> _Work to be completed_: Among the lines below, how many have the word "RandomForest"? The reply is that number alone.

(Collected data entries)
------------------------------------
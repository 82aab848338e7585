//! Multinomial logistic regression over standardised features

use serde::Deserialize;
use shared::{CLASS_COUNT, FEATURE_COUNT};

use super::{FeatureRow, ModelFamily, ModelUnavailableError, RiskModel};

/// Standardisation applied before the linear scores
#[derive(Debug, Clone, Deserialize)]
pub struct Scaler {
    pub mean: [f64; FEATURE_COUNT],
    pub scale: [f64; FEATURE_COUNT],
}

#[derive(Debug, Clone)]
pub struct LogisticModel {
    scaler: Scaler,
    coefficients: [[f64; FEATURE_COUNT]; CLASS_COUNT],
    intercepts: [f64; CLASS_COUNT],
}

impl LogisticModel {
    pub fn new(
        scaler: Scaler,
        coefficients: [[f64; FEATURE_COUNT]; CLASS_COUNT],
        intercepts: [f64; CLASS_COUNT],
    ) -> Result<Self, ModelUnavailableError> {
        if scaler.scale.iter().any(|s| !s.is_finite() || *s <= 0.0) {
            return Err(ModelUnavailableError::Invalid(
                "scaler scale must be positive".into(),
            ));
        }
        let all_finite = scaler.mean.iter().all(|v| v.is_finite())
            && coefficients.iter().flatten().all(|v| v.is_finite())
            && intercepts.iter().all(|v| v.is_finite());
        if !all_finite {
            return Err(ModelUnavailableError::Invalid(
                "logistic parameters must be finite".into(),
            ));
        }

        Ok(Self {
            scaler,
            coefficients,
            intercepts,
        })
    }

    /// Linear score per class
    pub fn logits(&self, x: &FeatureRow) -> [f64; CLASS_COUNT] {
        let mut z = self.intercepts;
        for j in 0..FEATURE_COUNT {
            let scaled = (x[j] - self.scaler.mean[j]) / self.scaler.scale[j];
            for (k, zk) in z.iter_mut().enumerate() {
                *zk += self.coefficients[k][j] * scaled;
            }
        }
        z
    }
}

fn softmax(z: [f64; CLASS_COUNT]) -> [f64; CLASS_COUNT] {
    let max = z.iter().copied().fold(f64::NEG_INFINITY, f64::max);
    let exp = z.map(|v| (v - max).exp());
    let total: f64 = exp.iter().sum();
    exp.map(|e| e / total)
}

impl RiskModel for LogisticModel {
    fn family(&self) -> ModelFamily {
        ModelFamily::LogisticRegression
    }

    fn predict_proba(&self, x: &FeatureRow) -> [f64; CLASS_COUNT] {
        softmax(self.logits(x))
    }

    fn margin(&self, x: &FeatureRow, class: usize) -> f64 {
        self.logits(x)[class]
    }
}
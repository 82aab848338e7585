//! Feature schema and common types used across the platform

use serde::{Deserialize, Serialize};

/// Number of features consumed by every risk model
pub const FEATURE_COUNT: usize = 10;

/// Number of risk classes (Low, Moderate, High)
pub const CLASS_COUNT: usize = 3;

/// A single model input
///
/// Discriminants are the feature's position in [`FEATURE_SCHEMA`].
#[derive(Debug, Clone, Copy, PartialEq, Eq, Hash, PartialOrd, Ord, Serialize, Deserialize)]
#[serde(rename_all = "snake_case")]
pub enum Feature {
    Pm25 = 0,
    Pm10 = 1,
    Temperature = 2,
    Humidity = 3,
    PollenLevel = 4,
    WindSpeed = 5,
    Pressure = 6,
    PatientAge = 7,
    PatientHistorySevereAttacks = 8,
    MedicationAdherence = 9,
}

impl Feature {
    pub fn index(self) -> usize {
        self as usize
    }

    pub fn from_index(index: usize) -> Option<Self> {
        FEATURE_SCHEMA.features.get(index).copied()
    }

    /// Column name used by trained artifacts and API payloads
    pub fn name(self) -> &'static str {
        match self {
            Feature::Pm25 => "pm25",
            Feature::Pm10 => "pm10",
            Feature::Temperature => "temperature",
            Feature::Humidity => "humidity",
            Feature::PollenLevel => "pollen_level",
            Feature::WindSpeed => "wind_speed",
            Feature::Pressure => "pressure",
            Feature::PatientAge => "patient_age",
            Feature::PatientHistorySevereAttacks => "patient_history_severe_attacks",
            Feature::MedicationAdherence => "medication_adherence",
        }
    }

    /// Human-readable label for advice text
    pub fn label(self) -> &'static str {
        match self {
            Feature::Pm25 => "PM2.5",
            Feature::Pm10 => "PM10",
            Feature::Temperature => "Temperature",
            Feature::Humidity => "Humidity",
            Feature::PollenLevel => "Pollen level",
            Feature::WindSpeed => "Wind speed",
            Feature::Pressure => "Pressure",
            Feature::PatientAge => "Patient age",
            Feature::PatientHistorySevereAttacks => "Severe attack history",
            Feature::MedicationAdherence => "Medication adherence",
        }
    }
}

impl std::fmt::Display for Feature {
    fn fmt(&self, f: &mut std::fmt::Formatter<'_>) -> std::fmt::Result {
        f.write_str(self.name())
    }
}

/// Fixed-order feature schema
///
/// Every trained artifact records the schema version it was fitted against.
/// Changing the order or units of `features` requires bumping `version`.
#[derive(Debug, Clone, Copy, PartialEq, Eq, Serialize)]
pub struct FeatureSchema {
    pub version: u32,
    pub features: [Feature; FEATURE_COUNT],
}

/// The schema shared by the feature builder, the classifier and the explainer
pub const FEATURE_SCHEMA: FeatureSchema = FeatureSchema {
    version: 1,
    features: [
        Feature::Pm25,
        Feature::Pm10,
        Feature::Temperature,
        Feature::Humidity,
        Feature::PollenLevel,
        Feature::WindSpeed,
        Feature::Pressure,
        Feature::PatientAge,
        Feature::PatientHistorySevereAttacks,
        Feature::MedicationAdherence,
    ],
};

impl FeatureSchema {
    pub fn names(&self) -> [&'static str; FEATURE_COUNT] {
        self.features.map(Feature::name)
    }

    pub fn index_of(&self, name: &str) -> Option<usize> {
        self.features.iter().position(|f| f.name() == name)
    }

    /// Check that a list of column names matches this schema exactly, in order
    pub fn matches<S: AsRef<str>>(&self, names: &[S]) -> bool {
        names.len() == FEATURE_COUNT
            && names
                .iter()
                .zip(self.features.iter())
                .all(|(n, f)| n.as_ref() == f.name())
    }
}

/// Numeric model input in schema order, tagged with the schema version it was built for
#[derive(Debug, Clone, Copy, PartialEq, Serialize, Deserialize)]
pub struct FeatureVector {
    schema_version: u32,
    values: [f64; FEATURE_COUNT],
}

impl FeatureVector {
    /// Wrap raw values laid out in the current schema's order
    pub fn from_values(values: [f64; FEATURE_COUNT]) -> Self {
        Self {
            schema_version: FEATURE_SCHEMA.version,
            values,
        }
    }

    pub fn with_schema_version(schema_version: u32, values: [f64; FEATURE_COUNT]) -> Self {
        Self {
            schema_version,
            values,
        }
    }

    pub fn schema_version(&self) -> u32 {
        self.schema_version
    }

    pub fn values(&self) -> &[f64; FEATURE_COUNT] {
        &self.values
    }

    pub fn get(&self, feature: Feature) -> f64 {
        self.values[feature.index()]
    }

    /// Copy of this vector with one feature replaced
    pub fn with(&self, feature: Feature, value: f64) -> Self {
        let mut values = self.values;
        values[feature.index()] = value;
        Self {
            schema_version: self.schema_version,
            values,
        }
    }
}

/// Geographic coordinates reported by the environmental provider
#[derive(Debug, Clone, Copy, Serialize, Deserialize, PartialEq)]
pub struct Coordinates {
    pub latitude: f64,
    pub longitude: f64,
}

impl Coordinates {
    pub fn new(latitude: f64, longitude: f64) -> Self {
        Self {
            latitude,
            longitude,
        }
    }
}

#[cfg(test)]
mod tests {
    use super::*;

    #[test]
    fn test_feature_discriminants_follow_schema_order() {
        for (i, feature) in FEATURE_SCHEMA.features.iter().enumerate() {
            assert_eq!(feature.index(), i);
            assert_eq!(Feature::from_index(i), Some(*feature));
        }
        assert_eq!(Feature::from_index(FEATURE_COUNT), None);
    }

    #[test]
    fn test_feature_names_match_serde() {
        for feature in FEATURE_SCHEMA.features {
            let json = serde_json::to_string(&feature).unwrap();
            assert_eq!(json, format!("\"{}\"", feature.name()));
        }
    }

    #[test]
    fn test_schema_matches() {
        let names = FEATURE_SCHEMA.names();
        assert!(FEATURE_SCHEMA.matches(&names));

        let mut swapped = names;
        swapped.swap(0, 1);
        assert!(!FEATURE_SCHEMA.matches(&swapped));
        assert!(!FEATURE_SCHEMA.matches(&names[..9]));
    }

    #[test]
    fn test_index_of() {
        assert_eq!(FEATURE_SCHEMA.index_of("pollen_level"), Some(4));
        assert_eq!(FEATURE_SCHEMA.index_of("ozone"), None);
    }

    #[test]
    fn test_vector_with_replaces_single_value() {
        let v = FeatureVector::from_values([1.0; FEATURE_COUNT]);
        let w = v.with(Feature::Pm25, 9.0);
        assert_eq!(w.get(Feature::Pm25), 9.0);
        assert_eq!(w.get(Feature::Pm10), 1.0);
        assert_eq!(w.schema_version(), FEATURE_SCHEMA.version);
    }
}
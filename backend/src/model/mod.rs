//! Trained risk models
//!
//! A model artifact is loaded once at startup and shared read-only by every
//! request. Each model family implements [`RiskModel`]; callers never match on
//! the concrete family except to pick an exact attribution algorithm.

pub mod artifact;
pub mod forest;
pub mod logistic;

use std::sync::Arc;

use serde::{Deserialize, Serialize};
use shared::{CLASS_COUNT, FEATURE_COUNT};

pub use artifact::{load_artifact, parse_artifact, FeatureStats, ModelUnavailableError};
pub use forest::{DecisionTree, TreeEnsemble, TreeNode};
pub use logistic::LogisticModel;

/// Raw model input in schema order
pub type FeatureRow = [f64; FEATURE_COUNT];

/// Algorithm family of a trained artifact
#[derive(Debug, Clone, Copy, PartialEq, Eq, Serialize, Deserialize)]
#[serde(rename_all = "snake_case")]
pub enum ModelFamily {
    RandomForest,
    LogisticRegression,
}

impl ModelFamily {
    pub fn as_str(self) -> &'static str {
        match self {
            ModelFamily::RandomForest => "random_forest",
            ModelFamily::LogisticRegression => "logistic_regression",
        }
    }
}

impl std::fmt::Display for ModelFamily {
    fn fmt(&self, f: &mut std::fmt::Formatter<'_>) -> std::fmt::Result {
        f.write_str(self.as_str())
    }
}

/// Capabilities every model family provides
pub trait RiskModel: Send + Sync {
    fn family(&self) -> ModelFamily;

    /// Class probabilities in `RiskLevel` order
    fn predict_proba(&self, x: &FeatureRow) -> [f64; CLASS_COUNT];

    /// Raw output that additive attributions decompose for `class`
    fn margin(&self, x: &FeatureRow, class: usize) -> f64;

    /// Tree structure, for families that expose one
    fn as_tree_ensemble(&self) -> Option<&TreeEnsemble> {
        None
    }
}

/// Identifying details of the loaded artifact
#[derive(Debug, Clone, Serialize)]
pub struct ModelMetadata {
    pub model_version: String,
    pub family: ModelFamily,
    pub schema_version: u32,
    /// Hex SHA-256 of the artifact bytes
    pub digest: String,
}

/// A validated artifact ready for inference
pub struct LoadedModel {
    pub metadata: ModelMetadata,
    pub feature_stats: FeatureStats,
    pub background: Vec<FeatureRow>,
    model: Arc<dyn RiskModel>,
}

impl LoadedModel {
    pub fn new(
        metadata: ModelMetadata,
        feature_stats: FeatureStats,
        background: Vec<FeatureRow>,
        model: Arc<dyn RiskModel>,
    ) -> Self {
        Self {
            metadata,
            feature_stats,
            background,
            model,
        }
    }

    pub fn risk_model(&self) -> &dyn RiskModel {
        self.model.as_ref()
    }

    pub fn version(&self) -> &str {
        &self.metadata.model_version
    }

    pub fn family(&self) -> ModelFamily {
        self.metadata.family
    }
}

impl std::fmt::Debug for LoadedModel {
    fn fmt(&self, f: &mut std::fmt::Formatter<'_>) -> std::fmt::Result {
        f.debug_struct("LoadedModel")
            .field("metadata", &self.metadata)
            .field("background_rows", &self.background.len())
            .finish()
    }
}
------------------------------------
> _Answer area_: 2